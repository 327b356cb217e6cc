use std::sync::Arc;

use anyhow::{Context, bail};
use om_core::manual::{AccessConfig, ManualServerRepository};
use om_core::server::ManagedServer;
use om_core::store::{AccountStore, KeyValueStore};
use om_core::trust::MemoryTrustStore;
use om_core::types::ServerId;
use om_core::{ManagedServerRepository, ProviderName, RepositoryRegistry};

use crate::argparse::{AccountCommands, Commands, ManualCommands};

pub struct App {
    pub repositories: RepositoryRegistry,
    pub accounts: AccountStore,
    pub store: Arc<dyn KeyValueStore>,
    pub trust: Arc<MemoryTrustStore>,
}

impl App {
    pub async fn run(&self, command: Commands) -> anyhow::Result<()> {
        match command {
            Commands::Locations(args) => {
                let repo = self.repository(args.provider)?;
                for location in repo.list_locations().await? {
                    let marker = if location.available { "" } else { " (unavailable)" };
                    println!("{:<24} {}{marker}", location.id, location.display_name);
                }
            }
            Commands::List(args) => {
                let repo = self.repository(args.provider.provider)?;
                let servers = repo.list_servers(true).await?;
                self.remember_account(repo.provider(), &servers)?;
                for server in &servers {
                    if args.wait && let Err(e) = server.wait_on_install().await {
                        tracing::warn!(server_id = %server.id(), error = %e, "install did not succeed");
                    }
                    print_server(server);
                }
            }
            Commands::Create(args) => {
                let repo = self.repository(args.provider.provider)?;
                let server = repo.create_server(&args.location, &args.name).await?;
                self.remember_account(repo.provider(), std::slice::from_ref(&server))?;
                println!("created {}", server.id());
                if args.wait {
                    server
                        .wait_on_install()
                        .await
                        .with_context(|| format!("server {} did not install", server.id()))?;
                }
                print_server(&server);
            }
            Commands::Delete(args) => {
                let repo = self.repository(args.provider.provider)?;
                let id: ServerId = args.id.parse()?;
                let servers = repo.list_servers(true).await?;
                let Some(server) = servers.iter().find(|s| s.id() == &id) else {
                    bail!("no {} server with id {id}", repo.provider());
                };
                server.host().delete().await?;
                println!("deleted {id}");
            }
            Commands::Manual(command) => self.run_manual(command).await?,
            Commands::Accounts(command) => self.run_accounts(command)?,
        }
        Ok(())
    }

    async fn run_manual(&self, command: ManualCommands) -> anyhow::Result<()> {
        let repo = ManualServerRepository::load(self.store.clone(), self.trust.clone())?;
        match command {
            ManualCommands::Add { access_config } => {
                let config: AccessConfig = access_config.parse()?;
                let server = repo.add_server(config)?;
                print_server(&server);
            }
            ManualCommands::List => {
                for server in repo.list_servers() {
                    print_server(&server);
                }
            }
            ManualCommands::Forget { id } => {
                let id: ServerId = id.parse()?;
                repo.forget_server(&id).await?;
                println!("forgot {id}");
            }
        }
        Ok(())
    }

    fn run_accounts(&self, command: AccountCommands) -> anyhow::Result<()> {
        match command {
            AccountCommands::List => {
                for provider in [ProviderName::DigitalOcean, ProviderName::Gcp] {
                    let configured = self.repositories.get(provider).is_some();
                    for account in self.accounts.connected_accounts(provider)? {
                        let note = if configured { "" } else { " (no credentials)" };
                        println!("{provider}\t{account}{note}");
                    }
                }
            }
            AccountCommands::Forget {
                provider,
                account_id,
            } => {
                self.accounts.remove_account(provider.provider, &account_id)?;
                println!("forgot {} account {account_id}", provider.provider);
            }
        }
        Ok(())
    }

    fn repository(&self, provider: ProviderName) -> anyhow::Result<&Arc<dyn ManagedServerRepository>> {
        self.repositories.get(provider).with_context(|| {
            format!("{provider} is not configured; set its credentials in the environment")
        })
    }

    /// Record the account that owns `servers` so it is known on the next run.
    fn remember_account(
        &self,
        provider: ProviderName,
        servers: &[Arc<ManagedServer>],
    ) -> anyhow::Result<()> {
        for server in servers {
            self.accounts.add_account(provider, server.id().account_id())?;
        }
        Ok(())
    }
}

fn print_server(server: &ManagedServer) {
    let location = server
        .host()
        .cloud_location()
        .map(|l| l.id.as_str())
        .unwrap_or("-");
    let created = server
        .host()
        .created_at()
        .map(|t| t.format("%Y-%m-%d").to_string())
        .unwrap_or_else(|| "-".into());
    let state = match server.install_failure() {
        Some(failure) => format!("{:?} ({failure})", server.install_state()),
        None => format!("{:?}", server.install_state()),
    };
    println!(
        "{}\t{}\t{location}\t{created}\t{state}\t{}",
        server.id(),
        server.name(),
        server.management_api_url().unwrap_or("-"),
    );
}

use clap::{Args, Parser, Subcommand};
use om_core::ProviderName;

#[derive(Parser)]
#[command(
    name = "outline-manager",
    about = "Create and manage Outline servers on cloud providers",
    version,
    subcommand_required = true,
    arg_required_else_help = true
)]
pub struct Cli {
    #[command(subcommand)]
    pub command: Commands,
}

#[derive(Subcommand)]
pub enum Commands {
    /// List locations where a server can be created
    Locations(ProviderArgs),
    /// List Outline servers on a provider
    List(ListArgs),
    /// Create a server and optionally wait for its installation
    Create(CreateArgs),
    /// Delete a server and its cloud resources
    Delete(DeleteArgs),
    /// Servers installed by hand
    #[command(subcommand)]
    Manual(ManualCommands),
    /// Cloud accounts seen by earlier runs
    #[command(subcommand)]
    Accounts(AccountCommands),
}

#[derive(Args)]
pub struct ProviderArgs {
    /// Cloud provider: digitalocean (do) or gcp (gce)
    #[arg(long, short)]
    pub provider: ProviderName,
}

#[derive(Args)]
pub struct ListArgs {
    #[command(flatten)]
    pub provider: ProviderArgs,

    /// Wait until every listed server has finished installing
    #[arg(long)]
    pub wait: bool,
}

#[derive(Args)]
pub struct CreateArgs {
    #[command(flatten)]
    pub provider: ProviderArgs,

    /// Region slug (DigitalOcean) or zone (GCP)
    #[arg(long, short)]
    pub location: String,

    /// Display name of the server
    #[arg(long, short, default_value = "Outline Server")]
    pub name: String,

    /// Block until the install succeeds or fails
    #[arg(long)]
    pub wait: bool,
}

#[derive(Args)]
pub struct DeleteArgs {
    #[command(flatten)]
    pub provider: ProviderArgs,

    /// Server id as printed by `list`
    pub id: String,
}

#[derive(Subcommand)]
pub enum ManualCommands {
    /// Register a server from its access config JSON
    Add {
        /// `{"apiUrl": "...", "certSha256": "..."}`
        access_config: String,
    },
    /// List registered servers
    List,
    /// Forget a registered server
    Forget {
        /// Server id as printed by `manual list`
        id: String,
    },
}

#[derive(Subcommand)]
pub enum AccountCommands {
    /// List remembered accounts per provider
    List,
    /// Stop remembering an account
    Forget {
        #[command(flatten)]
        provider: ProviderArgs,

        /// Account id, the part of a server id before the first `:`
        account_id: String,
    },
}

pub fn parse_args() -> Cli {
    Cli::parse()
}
= = =
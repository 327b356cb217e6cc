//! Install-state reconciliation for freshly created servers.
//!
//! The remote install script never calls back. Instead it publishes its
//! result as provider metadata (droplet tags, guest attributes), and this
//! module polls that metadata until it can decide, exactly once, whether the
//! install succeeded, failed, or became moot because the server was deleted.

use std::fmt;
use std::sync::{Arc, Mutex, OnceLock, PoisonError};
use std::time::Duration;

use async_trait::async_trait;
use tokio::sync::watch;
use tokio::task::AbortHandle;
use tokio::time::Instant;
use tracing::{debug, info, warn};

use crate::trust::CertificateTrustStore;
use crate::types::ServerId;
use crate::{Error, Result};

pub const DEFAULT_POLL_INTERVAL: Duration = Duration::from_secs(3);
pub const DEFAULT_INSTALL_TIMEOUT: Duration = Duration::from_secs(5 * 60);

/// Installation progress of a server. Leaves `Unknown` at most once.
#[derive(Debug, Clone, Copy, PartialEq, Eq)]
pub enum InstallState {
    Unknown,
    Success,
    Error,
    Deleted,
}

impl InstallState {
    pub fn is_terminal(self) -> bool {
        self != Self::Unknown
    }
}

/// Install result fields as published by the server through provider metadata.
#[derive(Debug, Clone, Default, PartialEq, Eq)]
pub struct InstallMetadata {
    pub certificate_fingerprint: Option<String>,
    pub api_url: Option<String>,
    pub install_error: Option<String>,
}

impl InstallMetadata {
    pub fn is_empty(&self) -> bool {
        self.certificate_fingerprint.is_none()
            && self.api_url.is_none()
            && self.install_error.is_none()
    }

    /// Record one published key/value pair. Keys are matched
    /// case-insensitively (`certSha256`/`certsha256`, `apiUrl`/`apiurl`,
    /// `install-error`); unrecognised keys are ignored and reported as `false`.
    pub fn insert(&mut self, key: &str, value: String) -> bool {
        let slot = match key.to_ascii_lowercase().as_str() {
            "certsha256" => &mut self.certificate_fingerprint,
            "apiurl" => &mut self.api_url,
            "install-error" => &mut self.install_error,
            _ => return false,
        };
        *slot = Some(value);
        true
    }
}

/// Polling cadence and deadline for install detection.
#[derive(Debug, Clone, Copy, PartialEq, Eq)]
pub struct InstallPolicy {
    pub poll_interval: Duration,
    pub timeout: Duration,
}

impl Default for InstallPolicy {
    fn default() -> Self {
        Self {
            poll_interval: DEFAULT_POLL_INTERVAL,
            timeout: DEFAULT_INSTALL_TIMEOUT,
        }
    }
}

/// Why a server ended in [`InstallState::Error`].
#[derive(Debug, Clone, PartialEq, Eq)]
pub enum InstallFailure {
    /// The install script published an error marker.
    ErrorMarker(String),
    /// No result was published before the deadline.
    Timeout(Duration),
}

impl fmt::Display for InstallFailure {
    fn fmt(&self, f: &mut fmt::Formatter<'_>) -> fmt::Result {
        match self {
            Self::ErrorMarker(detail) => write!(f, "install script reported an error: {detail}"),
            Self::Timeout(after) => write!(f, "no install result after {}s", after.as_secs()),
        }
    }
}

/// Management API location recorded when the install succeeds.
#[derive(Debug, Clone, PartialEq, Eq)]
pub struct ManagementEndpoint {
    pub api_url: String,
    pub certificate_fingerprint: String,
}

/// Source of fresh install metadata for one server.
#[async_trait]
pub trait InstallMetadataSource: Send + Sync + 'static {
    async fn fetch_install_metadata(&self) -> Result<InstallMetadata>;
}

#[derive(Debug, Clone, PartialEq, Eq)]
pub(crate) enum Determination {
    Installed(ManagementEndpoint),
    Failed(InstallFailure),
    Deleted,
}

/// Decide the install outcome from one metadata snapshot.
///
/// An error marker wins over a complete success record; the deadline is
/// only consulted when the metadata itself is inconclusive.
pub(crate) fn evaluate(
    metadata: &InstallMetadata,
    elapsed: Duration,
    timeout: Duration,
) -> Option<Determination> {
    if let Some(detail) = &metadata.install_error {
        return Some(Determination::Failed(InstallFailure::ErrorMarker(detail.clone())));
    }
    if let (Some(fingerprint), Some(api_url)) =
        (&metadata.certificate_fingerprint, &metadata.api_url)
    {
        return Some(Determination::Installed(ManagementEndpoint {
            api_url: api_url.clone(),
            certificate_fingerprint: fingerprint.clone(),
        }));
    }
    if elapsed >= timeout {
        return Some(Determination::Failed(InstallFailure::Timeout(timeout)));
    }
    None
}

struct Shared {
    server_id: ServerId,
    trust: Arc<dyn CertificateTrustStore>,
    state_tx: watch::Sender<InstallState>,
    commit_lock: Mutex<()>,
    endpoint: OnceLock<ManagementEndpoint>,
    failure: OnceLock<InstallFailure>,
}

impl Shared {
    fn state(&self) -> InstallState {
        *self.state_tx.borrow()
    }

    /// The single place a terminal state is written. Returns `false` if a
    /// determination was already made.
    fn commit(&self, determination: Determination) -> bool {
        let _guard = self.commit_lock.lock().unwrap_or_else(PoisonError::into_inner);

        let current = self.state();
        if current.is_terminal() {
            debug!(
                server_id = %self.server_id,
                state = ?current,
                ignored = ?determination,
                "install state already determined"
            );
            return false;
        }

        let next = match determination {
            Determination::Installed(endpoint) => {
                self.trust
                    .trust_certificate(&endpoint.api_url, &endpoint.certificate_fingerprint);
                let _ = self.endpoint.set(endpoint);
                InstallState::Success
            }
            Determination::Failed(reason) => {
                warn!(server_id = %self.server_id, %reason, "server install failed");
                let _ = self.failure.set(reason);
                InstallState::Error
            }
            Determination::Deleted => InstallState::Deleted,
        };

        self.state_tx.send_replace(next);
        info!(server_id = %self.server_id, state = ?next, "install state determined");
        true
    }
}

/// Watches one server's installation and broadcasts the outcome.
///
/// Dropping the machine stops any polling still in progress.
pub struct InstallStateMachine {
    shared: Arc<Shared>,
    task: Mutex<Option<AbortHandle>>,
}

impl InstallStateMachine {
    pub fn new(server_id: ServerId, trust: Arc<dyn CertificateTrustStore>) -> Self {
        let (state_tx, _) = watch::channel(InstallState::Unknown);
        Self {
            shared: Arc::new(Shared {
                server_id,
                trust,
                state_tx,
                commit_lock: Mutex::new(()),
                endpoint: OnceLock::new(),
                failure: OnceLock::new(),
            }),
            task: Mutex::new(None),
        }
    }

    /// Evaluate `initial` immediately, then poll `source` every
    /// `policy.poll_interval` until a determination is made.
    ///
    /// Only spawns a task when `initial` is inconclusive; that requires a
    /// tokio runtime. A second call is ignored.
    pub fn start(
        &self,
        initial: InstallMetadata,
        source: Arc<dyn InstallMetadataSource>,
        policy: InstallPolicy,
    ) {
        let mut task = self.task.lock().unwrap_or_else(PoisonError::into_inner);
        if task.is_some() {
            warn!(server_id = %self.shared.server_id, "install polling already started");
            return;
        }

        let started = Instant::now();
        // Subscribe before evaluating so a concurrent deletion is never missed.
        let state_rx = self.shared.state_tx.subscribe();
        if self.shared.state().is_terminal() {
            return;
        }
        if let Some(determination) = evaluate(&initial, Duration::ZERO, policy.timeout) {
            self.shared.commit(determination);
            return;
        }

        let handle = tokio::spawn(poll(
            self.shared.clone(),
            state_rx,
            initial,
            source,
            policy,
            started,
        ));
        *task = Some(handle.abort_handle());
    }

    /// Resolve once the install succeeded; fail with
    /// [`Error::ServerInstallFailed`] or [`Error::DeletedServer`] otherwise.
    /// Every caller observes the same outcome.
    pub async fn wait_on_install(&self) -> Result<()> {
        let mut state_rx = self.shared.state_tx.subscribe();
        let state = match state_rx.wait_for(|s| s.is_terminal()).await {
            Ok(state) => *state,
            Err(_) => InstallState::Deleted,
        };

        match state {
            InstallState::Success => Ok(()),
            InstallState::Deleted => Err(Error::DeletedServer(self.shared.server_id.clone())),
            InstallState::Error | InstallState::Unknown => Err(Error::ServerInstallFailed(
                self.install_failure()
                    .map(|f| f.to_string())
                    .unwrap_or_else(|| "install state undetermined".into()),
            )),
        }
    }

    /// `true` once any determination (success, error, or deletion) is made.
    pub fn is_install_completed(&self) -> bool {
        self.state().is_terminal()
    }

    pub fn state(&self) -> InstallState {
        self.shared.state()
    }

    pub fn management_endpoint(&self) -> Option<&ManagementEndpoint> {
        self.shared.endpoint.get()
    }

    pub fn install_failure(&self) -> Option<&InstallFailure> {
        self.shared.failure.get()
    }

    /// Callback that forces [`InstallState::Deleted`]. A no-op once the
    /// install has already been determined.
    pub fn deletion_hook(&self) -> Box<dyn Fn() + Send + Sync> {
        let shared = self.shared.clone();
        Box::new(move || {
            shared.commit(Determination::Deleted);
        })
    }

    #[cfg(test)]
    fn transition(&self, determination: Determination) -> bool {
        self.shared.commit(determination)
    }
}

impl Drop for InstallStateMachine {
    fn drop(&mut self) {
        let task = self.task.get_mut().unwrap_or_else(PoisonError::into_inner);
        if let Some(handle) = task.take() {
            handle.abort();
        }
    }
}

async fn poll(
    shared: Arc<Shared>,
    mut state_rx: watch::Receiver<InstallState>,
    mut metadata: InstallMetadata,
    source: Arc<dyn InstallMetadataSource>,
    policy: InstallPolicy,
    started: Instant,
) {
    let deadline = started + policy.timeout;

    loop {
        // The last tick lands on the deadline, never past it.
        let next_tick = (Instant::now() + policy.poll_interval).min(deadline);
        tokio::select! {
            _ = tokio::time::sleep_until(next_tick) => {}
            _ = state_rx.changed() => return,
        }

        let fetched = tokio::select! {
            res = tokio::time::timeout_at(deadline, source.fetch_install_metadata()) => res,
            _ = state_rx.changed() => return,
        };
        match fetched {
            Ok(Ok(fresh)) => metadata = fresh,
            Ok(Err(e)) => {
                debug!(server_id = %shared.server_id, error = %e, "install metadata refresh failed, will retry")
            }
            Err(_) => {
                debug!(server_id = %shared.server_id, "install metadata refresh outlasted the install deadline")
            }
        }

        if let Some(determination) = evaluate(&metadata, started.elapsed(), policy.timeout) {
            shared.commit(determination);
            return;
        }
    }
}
= = =
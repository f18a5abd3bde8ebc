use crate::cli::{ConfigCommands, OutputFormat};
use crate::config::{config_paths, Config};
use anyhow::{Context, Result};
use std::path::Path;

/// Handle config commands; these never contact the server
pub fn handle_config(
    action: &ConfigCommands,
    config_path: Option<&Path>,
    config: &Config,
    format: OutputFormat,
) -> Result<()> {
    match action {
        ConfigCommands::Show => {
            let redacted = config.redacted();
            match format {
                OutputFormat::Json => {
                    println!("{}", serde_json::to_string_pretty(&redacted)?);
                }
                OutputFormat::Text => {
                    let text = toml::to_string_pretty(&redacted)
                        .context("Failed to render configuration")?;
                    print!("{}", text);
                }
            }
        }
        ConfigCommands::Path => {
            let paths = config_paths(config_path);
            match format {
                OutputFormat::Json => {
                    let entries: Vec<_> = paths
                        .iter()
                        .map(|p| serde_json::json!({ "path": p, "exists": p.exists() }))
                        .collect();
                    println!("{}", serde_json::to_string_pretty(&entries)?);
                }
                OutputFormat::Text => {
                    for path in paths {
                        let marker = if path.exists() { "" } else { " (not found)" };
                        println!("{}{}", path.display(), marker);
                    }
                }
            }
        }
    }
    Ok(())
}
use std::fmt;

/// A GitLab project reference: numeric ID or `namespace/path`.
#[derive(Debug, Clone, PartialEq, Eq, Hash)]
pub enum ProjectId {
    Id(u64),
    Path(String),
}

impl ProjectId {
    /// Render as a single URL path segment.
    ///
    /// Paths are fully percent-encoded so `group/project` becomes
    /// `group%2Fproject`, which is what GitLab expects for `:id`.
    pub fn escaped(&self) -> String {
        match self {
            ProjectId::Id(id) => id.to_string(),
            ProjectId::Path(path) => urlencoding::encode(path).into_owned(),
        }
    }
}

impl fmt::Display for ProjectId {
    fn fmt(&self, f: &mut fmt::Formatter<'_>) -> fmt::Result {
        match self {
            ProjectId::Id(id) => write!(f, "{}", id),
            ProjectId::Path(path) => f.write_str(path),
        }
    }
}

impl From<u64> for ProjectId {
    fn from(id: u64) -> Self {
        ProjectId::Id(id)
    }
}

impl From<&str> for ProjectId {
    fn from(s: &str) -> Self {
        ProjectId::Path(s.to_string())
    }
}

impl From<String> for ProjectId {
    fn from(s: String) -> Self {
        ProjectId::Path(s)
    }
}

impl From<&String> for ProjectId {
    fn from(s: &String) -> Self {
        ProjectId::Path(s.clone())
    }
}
= = =
### REQUIRED WORK
Write out exactly the lines that fall from the line with "impl Default for" to the line with "an error marker." in the records above, keeping both ends.

### SOLUTION FOR THIS PROBLEM
impl Default for InstallPolicy {
    fn default() -> Self {
        Self {
            poll_interval: DEFAULT_POLL_INTERVAL,
            timeout: DEFAULT_INSTALL_TIMEOUT,
        }
    }
}

/// Why a server ended in [`InstallState::Error`].
#[derive(Debug, Clone, PartialEq, Eq)]
pub enum InstallFailure {
    /// The install script published an error marker.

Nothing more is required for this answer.